Available data: Begin
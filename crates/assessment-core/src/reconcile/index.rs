//! Lookup structures over local org units.
//!
//! Two indexes, both keyed on the normalized name (`lowercase(trim(name))`):
//! - exact: full normalized name -> units with that name, in input order
//! - prefix: each 1-, 2- and 3-token prefix -> units sharing that prefix
//!
//! Units are referenced by position in the input slice, so building the
//! index never clones an `OrgUnit`.

use std::collections::HashMap;

use crate::domain::OrgUnit;

/// Maximum number of leading tokens used for prefix keys.
pub const PREFIX_TOKENS: usize = 3;

/// Normalize a display name for matching.
pub fn normalize(name: &str) -> String {
    name.trim().to_lowercase()
}

/// Prefix keys of a normalized name, shortest first (at most `PREFIX_TOKENS`).
pub fn prefix_keys(normalized: &str) -> Vec<String> {
    let tokens: Vec<&str> = normalized.split_whitespace().take(PREFIX_TOKENS).collect();
    (1..=tokens.len()).map(|n| tokens[..n].join(" ")).collect()
}

/// Exact and prefix indexes over a slice of local org units.
#[derive(Debug)]
pub struct NameIndex<'a> {
    units: &'a [OrgUnit],
    normalized: Vec<String>,
    exact: HashMap<String, Vec<usize>>,
    prefix: HashMap<String, Vec<usize>>,
}

impl<'a> NameIndex<'a> {
    pub fn build(units: &'a [OrgUnit]) -> Self {
        let mut exact: HashMap<String, Vec<usize>> = HashMap::with_capacity(units.len());
        let mut prefix: HashMap<String, Vec<usize>> = HashMap::new();
        let mut normalized = Vec::with_capacity(units.len());

        for (idx, unit) in units.iter().enumerate() {
            let key = normalize(&unit.display_name);
            for pk in prefix_keys(&key) {
                prefix.entry(pk).or_default().push(idx);
            }
            exact.entry(key.clone()).or_default().push(idx);
            normalized.push(key);
        }

        Self {
            units,
            normalized,
            exact,
            prefix,
        }
    }

    pub fn len(&self) -> usize {
        self.units.len()
    }

    pub fn is_empty(&self) -> bool {
        self.units.is_empty()
    }

    pub fn unit(&self, idx: usize) -> &'a OrgUnit {
        &self.units[idx]
    }

    pub fn normalized_name(&self, idx: usize) -> &str {
        &self.normalized[idx]
    }

    /// Units whose normalized name equals `key`, in input order.
    pub fn exact_candidates(&self, key: &str) -> &[usize] {
        self.exact.get(key).map(Vec::as_slice).unwrap_or_default()
    }

    /// Units whose name starts with the token prefix `key`, in input order.
    pub fn prefix_candidates(&self, key: &str) -> &[usize] {
        self.prefix.get(key).map(Vec::as_slice).unwrap_or_default()
    }

    /// Normalized names shared by more than one local unit, sorted.
    pub fn ambiguous_keys(&self) -> Vec<&str> {
        let mut keys: Vec<&str> = self
            .exact
            .iter()
            .filter(|(_, idxs)| idxs.len() > 1)
            .map(|(k, _)| k.as_str())
            .collect();
        keys.sort_unstable();
        keys
    }
}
Available data: End
All of the data above should be duplicated exactly.

Answer to this exercise:
filename crates/assessment-core/src/reconcile/index.rs
//! Lookup structures over local org units.
//!
//! Two indexes, both keyed on the normalized name (`lowercase(trim(name))`):
//! - exact: full normalized name -> units with that name, in input order
//! - prefix: each 1-, 2- and 3-token prefix -> units sharing that prefix
//!
//! Units are referenced by position in the input slice, so building the
//! index never clones an `OrgUnit`.

use std::collections::HashMap;

use crate::domain::OrgUnit;

/// Maximum number of leading tokens used for prefix keys.
pub const PREFIX_TOKENS: usize = 3;

/// Normalize a display name for matching.
pub fn normalize(name: &str) -> String {
    name.trim().to_lowercase()
}

/// Prefix keys of a normalized name, shortest first (at most `PREFIX_TOKENS`).
pub fn prefix_keys(normalized: &str) -> Vec<String> {
    let tokens: Vec<&str> = normalized.split_whitespace().take(PREFIX_TOKENS).collect();
    (1..=tokens.len()).map(|n| tokens[..n].join(" ")).collect()
}

/// Exact and prefix indexes over a slice of local org units.
#[derive(Debug)]
pub struct NameIndex<'a> {
    units: &'a [OrgUnit],
    normalized: Vec<String>,
    exact: HashMap<String, Vec<usize>>,
    prefix: HashMap<String, Vec<usize>>,
}

impl<'a> NameIndex<'a> {
    pub fn build(units: &'a [OrgUnit]) -> Self {
        let mut exact: HashMap<String, Vec<usize>> = HashMap::with_capacity(units.len());
        let mut prefix: HashMap<String, Vec<usize>> = HashMap::new();
        let mut normalized = Vec::with_capacity(units.len());

        for (idx, unit) in units.iter().enumerate() {
            let key = normalize(&unit.display_name);
            for pk in prefix_keys(&key) {
                prefix.entry(pk).or_default().push(idx);
            }
            exact.entry(key.clone()).or_default().push(idx);
            normalized.push(key);
        }

        Self {
            units,
            normalized,
            exact,
            prefix,
        }
    }

    pub fn len(&self) -> usize {
        self.units.len()
    }

    pub fn is_empty(&self) -> bool {
        self.units.is_empty()
    }

    pub fn unit(&self, idx: usize) -> &'a OrgUnit {
        &self.units[idx]
    }

    pub fn normalized_name(&self, idx: usize) -> &str {
        &self.normalized[idx]
    }

    /// Units whose normalized name equals `key`, in input order.
    pub fn exact_candidates(&self, key: &str) -> &[usize] {
        self.exact.get(key).map(Vec::as_slice).unwrap_or_default()
    }

    /// Units whose name starts with the token prefix `key`, in input order.
    pub fn prefix_candidates(&self, key: &str) -> &[usize] {
        self.prefix.get(key).map(Vec::as_slice).unwrap_or_default()
    }

    /// Normalized names shared by more than one local unit, sorted.
    pub fn ambiguous_keys(&self) -> Vec<&str> {
        let mut keys: Vec<&str> = self
            .exact
            .iter()
            .filter(|(_, idxs)| idxs.len() > 1)
            .map(|(k, _)| k.as_str())
            .collect();
        keys.sort_unstable();
        keys
    }
}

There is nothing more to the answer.